What is driver fatigue?
Currently, rules are in place specifically to avoid driver fatigue. This occurs when someone is too tired to continue operating their vehicle safely. It can happen to any driver, but it is more common in certain situations:
- Drivers who don’t get enough sleep
- Commercial drivers
- Drivers with untreated sleep disorders
- Drivers who take medications that cause drowsiness
- Shift workers (night shift or shifts longer than eight hours)
- Drivers who travel between midnight and 6 a.m. or during the late afternoon hours
- Drivers encountering heavy traffic
Statistics show that being awake for 17 hours is the same as having a blood-alcohol level of .05. When you’re tired while driving, the fatigue you feel can lessen your ability to pay attention to the road and slow your reaction time to things like braking suddenly.
Current rules for truck drivers
Many regulations are in place regarding truckers’ driving hours. The main rule for hours of service states that truckers are limited to 11 hours of driving in a 14-hour period. This can go up to 13 hours under adverse driving conditions.
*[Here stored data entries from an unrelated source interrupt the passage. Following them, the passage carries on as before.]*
//! Media-type matching for `Accept` and `Content-Type` headers.
//!
//! # Responsibilities
//! - Parse a comma-separated media-range into a two-level map
//! - Decide whether a handler's template accepts a request's `Accept` value
//! - Decide whether a handler's template accepts a request's `Content-Type`
//!
//! # Design Decisions
//! - Tokens are lower-cased (media types are case-insensitive)
//! - `*` at either level is a wildcard; no q-value ordering
//! - Entries without a `/` are skipped rather than rejected

use std::collections::BTreeMap;

const WILDCARD: &str = "*";

/// Attribute attached to a secondary type after `;`.
#[derive(Debug, Clone, PartialEq, Eq)]
pub enum MediaAttribute {
    /// A single `name=value` parameter, e.g. `q=0.9` or `charset=utf-8`.
    Param { name: String, value: String },
    /// Anything else after the `;`, kept verbatim.
    Raw(String),
}

impl MediaAttribute {
    fn parse(raw: &str) -> Option<Self> {
        let raw = raw.trim();
        if raw.is_empty() {
            return None;
        }
        match raw.split_once('=') {
            Some((name, value)) if !raw.contains(';') && !value.contains('=') => {
                Some(MediaAttribute::Param {
                    name: name.trim().to_ascii_lowercase(),
                    value: value.trim().to_string(),
                })
            }
            _ => Some(MediaAttribute::Raw(raw.to_string())),
        }
    }
}

/// Primary type → secondary type → optional attribute.
#[derive(Debug, Clone, Default, PartialEq, Eq)]
pub struct MediaTypeMap {
    types: BTreeMap<String, BTreeMap<String, Option<MediaAttribute>>>,
}

impl MediaTypeMap {
    /// Parse a header value such as `text/html, application/*;q=0.8`.
    pub fn parse(header_value: &str) -> Self {
        let mut map = Self::default();
        for entry in header_value.split(',') {
            let Some((primary, rest)) = entry.split_once('/') else {
                continue;
            };
            let (secondary, attribute) = match rest.split_once(';') {
                Some((secondary, attribute)) => (secondary, MediaAttribute::parse(attribute)),
                None => (rest, None),
            };
            let primary = primary.trim().to_ascii_lowercase();
            let secondary = secondary.trim().to_ascii_lowercase();
            if primary.is_empty() || secondary.is_empty() {
                continue;
            }
            // First occurrence of a (primary, secondary) pair wins.
            map.types
                .entry(primary)
                .or_default()
                .entry(secondary)
                .or_insert(attribute);
        }
        map
    }

    pub fn is_empty(&self) -> bool {
        self.types.is_empty()
    }

    /// Number of (primary, secondary) pairs.
    pub fn len(&self) -> usize {
        self.types.values().map(BTreeMap::len).sum()
    }

    pub fn contains(&self, primary: &str, secondary: &str) -> bool {
        self.secondaries(primary)
            .is_some_and(|s| s.contains_key(secondary))
    }

    pub fn attribute(&self, primary: &str, secondary: &str) -> Option<&MediaAttribute> {
        self.secondaries(primary)?.get(secondary)?.as_ref()
    }

    fn secondaries(&self, primary: &str) -> Option<&BTreeMap<String, Option<MediaAttribute>>> {
        self.types.get(primary)
    }

    fn is_any(&self) -> bool {
        self.contains(WILDCARD, WILDCARD)
    }

    fn single_pair(&self) -> Option<(&str, &str)> {
        if self.len() != 1 {
            return None;
        }
        let (primary, secondaries) = self.types.iter().next()?;
        let secondary = secondaries.keys().next()?;
        Some((primary.as_str(), secondary.as_str()))
    }
}

/// Whether a handler declaring `template` can answer a client sending `Accept: request`.
pub fn accept_matches(template: &str, request: &str) -> bool {
    let template = MediaTypeMap::parse(template);
    let request = MediaTypeMap::parse(request);
    if request.is_empty() || template.is_empty() {
        return false;
    }
    if template.is_any() || request.is_any() {
        return true;
    }

    template.types.iter().any(|(primary, t_secondaries)| {
        let Some(r_secondaries) = request.secondaries(primary) else {
            return false;
        };
        t_secondaries.contains_key(WILDCARD)
            || r_secondaries.contains_key(WILDCARD)
            || t_secondaries.keys().any(|s| r_secondaries.contains_key(s))
    })
}

/// Whether a handler declaring `template` consumes a body sent as `Content-Type: request`.
pub fn content_type_matches(template: &str, request: &str) -> bool {
    let request = MediaTypeMap::parse(request);
    let Some((primary, secondary)) = request.single_pair() else {
        return false;
    };
    let template = MediaTypeMap::parse(template);
    if template.is_any() {
        return true;
    }
    template
        .secondaries(primary)
        .is_some_and(|s| s.contains_key(WILDCARD) || s.contains_key(secondary))
}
Truck drivers must also be off duty for 10 hours before they can start driving again. There are limits to the number of hours total that a trucker can drive in one week. Even with these rules, the Insurance Institute for Highway Safety released some startling safety data:
- If a trucker drove after 12 hours since an extended sleep period, they were 86% more likely to crash than drivers awake less than eight hours.
- If a trucker drove more than five hours without stopping, they were more than twice as likely to crash as those who drove less than five hours.
Proposed changes to the federal trucking rules
Regulators submitted a proposal to revise these truck-driving rules in order to make them more lenient. But, with driver fatigue playing a role in the safety of everyone on the road, these changes would possibly put travelers in even more danger. Some of the proposed changes include:
- Extend the 14-hour window up to two hours if a truck driver encounters adverse conditions.
- Expand the short-haul exemption of not having to log hours electronically from 100 miles and 12 hours to 150 miles and 14-hour workdays.
- Stop the clock on the 14-hour day for a 30-minute to three-hour break.
The problem with these changes: The National Transportation Safety Board estimates that 30%-40% of semi-truck accidents involve driver fatigue. Extending the amount of time truckers can drive does not address this; it just increases the possibility that they’ll tire during their shift.
While the changes proposed by the Federal Motor Carrier Safety Administration would only extend the daily work period under certain circumstances and not increase the allowed driving time, it still leaves safety questions. IIHS’s Senior Statistician Eric Teoh explains, “Driver fatigue is a major risk factor in large truck crashes. Creating more exceptions isn’t likely to improve safety and may well cause harm.”
What would help
A Florida law practice suggests that the regulations should be entirely overhauled to focus less on defining hours and more on teaching truckers fatigue management. Truck drivers don’t want to arrive late with a delivery. The stress of getting the job done within certain hours doesn’t make things safer.
The solution: Help truck drivers to recognize when they are tired so they can handle or avoid the drowsiness. It makes sense that preventing driver fatigue would be the answer, but it may never catch on.
All of the proposed regulation changes can be found online, and the public has until October 7, 2019, to comment on this proposal.